### Working data
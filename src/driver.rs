//! Frame scheduling for the animation loop.
//!
//! The driver never calls itself: the shell asks it whether a frame is
//! pending, and `run_frame` re-arms the next one only if nothing cancelled
//! the loop while the frame was running.

#[derive(Debug, Clone, Copy, PartialEq, Eq)]
pub enum DriverState {
    /// No frame is scheduled.
    Idle,
    /// A frame is scheduled and will run on the next redraw.
    Running,
}

/// Token identifying one scheduled frame. A cancelled token is never run.
#[derive(Debug, Clone, Copy, PartialEq, Eq, Hash)]
pub struct FrameHandle(u64);

#[derive(Debug, Default)]
pub struct AnimationDriver {
    next_id: u64,
    pending: Option<FrameHandle>,
}

impl AnimationDriver {
    pub fn new() -> Self {
        Self::default()
    }

    pub fn state(&self) -> DriverState {
        if self.pending.is_some() {
            DriverState::Running
        } else {
            DriverState::Idle
        }
    }

    pub fn pending(&self) -> Option<FrameHandle> {
        self.pending
    }

    pub fn is_live(&self, handle: FrameHandle) -> bool {
        self.pending == Some(handle)
    }

    /// Schedule a frame, superseding any frame already pending.
    pub fn schedule(&mut self) -> FrameHandle {
        self.cancel();
        let handle = FrameHandle(self.next_id);
        self.next_id += 1;
        self.pending = Some(handle);
        handle
    }

    /// Drop the pending frame, if any. Returns whether one was pending.
    pub fn cancel(&mut self) -> bool {
        self.pending.take().is_some()
    }

    /// Run the pending frame, then schedule the next one.
    ///
    /// Returns `None` without calling `frame` when the driver is idle.
    /// `frame` may return `false` to stop the loop instead of re-arming.
    pub fn run_frame<F>(&mut self, frame: F) -> Option<FrameHandle>
    where
        F: FnOnce() -> bool,
    {
        let handle = self.pending.take()?;
        log::trace!("Running frame {:?}", handle);
        if frame() {
            Some(self.schedule())
        } else {
            None
        }
    }
}

#[cfg(test)]
mod tests {
    use super::*;

    #[test]
    fn starts_idle() {
        let driver = AnimationDriver::new();
        assert_eq!(driver.state(), DriverState::Idle);
        assert_eq!(driver.pending(), None);
    }

    #[test]
    fn schedule_supersedes_previous_frame() {
        let mut driver = AnimationDriver::new();
        let first = driver.schedule();
        let second = driver.schedule();
        assert_ne!(first, second);
        assert!(!driver.is_live(first));
        assert!(driver.is_live(second));
        assert_eq!(driver.state(), DriverState::Running);
    }

    #[test]
    fn cancel_is_idempotent() {
        let mut driver = AnimationDriver::new();
        assert!(!driver.cancel());
        driver.schedule();
        assert!(driver.cancel());
        assert!(!driver.cancel());
        assert_eq!(driver.state(), DriverState::Idle);
    }

    #[test]
    fn frames_rearm_until_cancelled() {
        let mut driver = AnimationDriver::new();
        driver.schedule();

        let mut ticks = 0;
        for _ in 0..5 {
            driver.run_frame(|| {
                ticks += 1;
                true
            });
        }
        assert_eq!(ticks, 5);
        assert_eq!(driver.state(), DriverState::Running);

        let stale = driver.pending().unwrap();
        driver.cancel();
        assert!(driver.run_frame(|| panic!("cancelled frame ran")).is_none());
        assert!(!driver.is_live(stale));
        assert_eq!(ticks, 5);
    }

    #[test]
    fn frame_can_stop_the_loop() {
        let mut driver = AnimationDriver::new();
        driver.schedule();
        assert_eq!(driver.run_frame(|| false), None);
        assert_eq!(driver.state(), DriverState::Idle);
    }
}
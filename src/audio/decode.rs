use std::path::Path;

use symphonia::core::audio::SampleBuffer;
use symphonia::core::codecs::DecoderOptions;
use symphonia::core::errors::Error;
use symphonia::core::formats::FormatOptions;
use symphonia::core::io::MediaSourceStream;
use symphonia::core::meta::MetadataOptions;
use symphonia::core::probe::Hint;

use super::AudioError;

/// A fully decoded track, ready for playback.
#[derive(Debug, Clone, PartialEq)]
pub struct DecodedAudio {
    /// Interleaved samples in `[-1, 1]`.
    pub samples: Vec<f32>,
    pub sample_rate: u32,
    pub channels: usize,
}

impl DecodedAudio {
    /// Number of frames (one sample per channel).
    pub fn frames(&self) -> usize {
        if self.channels == 0 {
            0
        } else {
            self.samples.len() / self.channels
        }
    }
}

/// Decode every packet of the file's default track into memory.
pub fn decode_file(path: &Path) -> Result<DecodedAudio, AudioError> {
    let src = std::fs::File::open(path)?;
    let mss = MediaSourceStream::new(Box::new(src), Default::default());

    let mut hint = Hint::new();
    if let Some(ext) = path.extension().and_then(|e| e.to_str()) {
        hint.with_extension(ext);
    }

    let probed = symphonia::default::get_probe().format(
        &hint,
        mss,
        &FormatOptions::default(),
        &MetadataOptions::default(),
    )?;

    let mut format = probed.format;
    let track = format.default_track().ok_or(AudioError::NoTrack)?;
    let track_id = track.id;
    let mut decoder =
        symphonia::default::get_codecs().make(&track.codec_params, &DecoderOptions::default())?;

    let mut sample_rate = track.codec_params.sample_rate;
    let mut channels = track.codec_params.channels.map(|c| c.count());
    let mut samples: Vec<f32> = Vec::new();

    loop {
        let packet = match format.next_packet() {
            Ok(packet) => packet,
            Err(Error::IoError(ref e)) if e.kind() == std::io::ErrorKind::UnexpectedEof => break,
            Err(Error::ResetRequired) => break,
            Err(e) => return Err(e.into()),
        };

        if packet.track_id() != track_id {
            continue;
        }

        match decoder.decode(&packet) {
            Ok(decoded) => {
                let spec = *decoded.spec();
                sample_rate.get_or_insert(spec.rate);
                channels.get_or_insert(spec.channels.count());

                let mut sample_buf = SampleBuffer::<f32>::new(decoded.capacity() as u64, spec);
                sample_buf.copy_interleaved_ref(decoded);
                samples.extend_from_slice(sample_buf.samples());
            }
            // Corrupt frames are skipped, the rest of the track still plays
            Err(Error::DecodeError(e)) => {
                log::debug!("Skipping undecodable packet: {e}");
            }
            Err(Error::IoError(ref e)) if e.kind() == std::io::ErrorKind::InvalidData => {
                log::debug!("Skipping invalid packet: {e}");
            }
            Err(e) => return Err(e.into()),
        }
    }

    let sample_rate = sample_rate.ok_or(AudioError::UnknownFormat("sample rate"))?;
    let channels = channels
        .filter(|&c| c > 0)
        .ok_or(AudioError::UnknownFormat("channel count"))?;

    log::info!(
        "Decoded {} ({}Hz, {} ch, {:.1}s)",
        path.display(),
        sample_rate,
        channels,
        samples.len() as f32 / channels as f32 / sample_rate as f32
    );

    Ok(DecodedAudio {
        samples,
        sample_rate,
        channels,
    })
}

#[cfg(test)]
mod tests {
    use super::*;

    fn write_wav(name: &str, channels: u16, frames: usize) -> std::path::PathBuf {
        let path = std::env::temp_dir().join(format!(
            "audio-visualizer-{}-{name}.wav",
            std::process::id()
        ));
        let spec = hound::WavSpec {
            channels,
            sample_rate: 8000,
            bits_per_sample: 16,
            sample_format: hound::SampleFormat::Int,
        };
        let mut writer = hound::WavWriter::create(&path, spec).unwrap();
        for i in 0..frames {
            for _ in 0..channels {
                let v = if i % 2 == 0 { i16::MAX / 2 } else { -(i16::MAX / 2) };
                writer.write_sample(v).unwrap();
            }
        }
        writer.finalize().unwrap();
        path
    }

    #[test]
    fn decodes_pcm_wav_to_interleaved_floats() {
        let path = write_wav("stereo", 2, 800);
        let decoded = decode_file(&path).unwrap();
        std::fs::remove_file(&path).ok();

        assert_eq!(decoded.sample_rate, 8000);
        assert_eq!(decoded.channels, 2);
        assert_eq!(decoded.frames(), 800);
        assert!((decoded.samples[0] - 0.5).abs() < 0.01);
        assert!((decoded.samples[2] + 0.5).abs() < 0.01);
    }

    #[test]
    fn missing_file_is_an_io_error() {
        let err = decode_file(Path::new("/definitely/not/here.mp3")).unwrap_err();
        assert!(matches!(err, AudioError::Io(_)));
    }

    #[test]
    fn garbage_is_a_decode_error() {
        let path = std::env::temp_dir().join(format!(
            "audio-visualizer-{}-garbage.mp3",
            std::process::id()
        ));
        std::fs::write(&path, b"this is not audio at all").unwrap();
        let result = decode_file(&path);
        std::fs::remove_file(&path).ok();
        assert!(matches!(result, Err(AudioError::Decode(_))));
    }
}
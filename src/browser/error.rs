//! Error types for browser actions.
//!
//! Defines [`ActionError`] with variants for the failure modes of the browser
//! control surface. Uses `thiserror` to derive `Display` and `Error` from the
//! `#[error(...)]` attributes.

use std::time::Duration;

use thiserror::Error;

/// Errors surfaced by a browser verb.
///
/// Element absence is *not* an error; `locate` reports it as `Ok(None)`.
/// The variants here cover real failures, split along the lines the rest of
/// the worker cares about: transient (retried once locally), throttle
/// (feeds the rate governor), and fatal (aborts the run).
#[derive(Debug, Error)]
pub enum ActionError {
    /// Navigation or verb call timed out at the control surface.
    #[error("browser action timed out")]
    Timeout,

    /// The element handle no longer refers to a live DOM node.
    #[error("stale element handle")]
    StaleElement,

    /// The control surface returned a non-success HTTP status.
    /// 429/999-style statuses are throttle signals from the target site.
    #[error("browser control error (status {status}): {message}")]
    Http { status: u16, message: String },

    /// Underlying network failure (DNS, connection refused).
    #[error("network error: {0}")]
    Network(#[from] reqwest::Error),

    /// The governor cannot admit the action within the configured ceiling.
    #[error("rate governor hold, earliest admission in {wait:?}")]
    Throttled { wait: Duration },

    /// The session credential was rejected. Unrecoverable for this run.
    #[error("browser session invalid (status {status})")]
    SessionInvalid { status: u16 },

    /// The control surface answered with a payload we could not interpret.
    #[error("malformed control response: {0}")]
    Protocol(String),
}

impl ActionError {
    /// Worth one local retry: timeouts, stale handles, raw network errors.
    pub fn is_transient(&self) -> bool {
        matches!(
            self,
            ActionError::Timeout | ActionError::StaleElement | ActionError::Network(_)
        )
    }

    /// An upstream throttling response that must feed the rate governor.
    pub fn is_throttle_signal(&self) -> bool {
        matches!(self, ActionError::Http { status: 429 | 999, .. })
    }

    /// Unrecoverable for the whole run, not just this job.
    pub fn is_fatal(&self) -> bool {
        matches!(self, ActionError::SessionInvalid { .. })
    }
}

### Problem requirements
Starting at the line that has "Element absence is" and ending at the line that has "pub enum ActionError", please write out the lines above exactly, leaving out all others.

### Output for this task
/// Element absence is *not* an error; `locate` reports it as `Ok(None)`.
/// The variants here cover real failures, split along the lines the rest of
/// the worker cares about: transient (retried once locally), throttle
/// (feeds the rate governor), and fatal (aborts the run).
#[derive(Debug, Error)]
pub enum ActionError {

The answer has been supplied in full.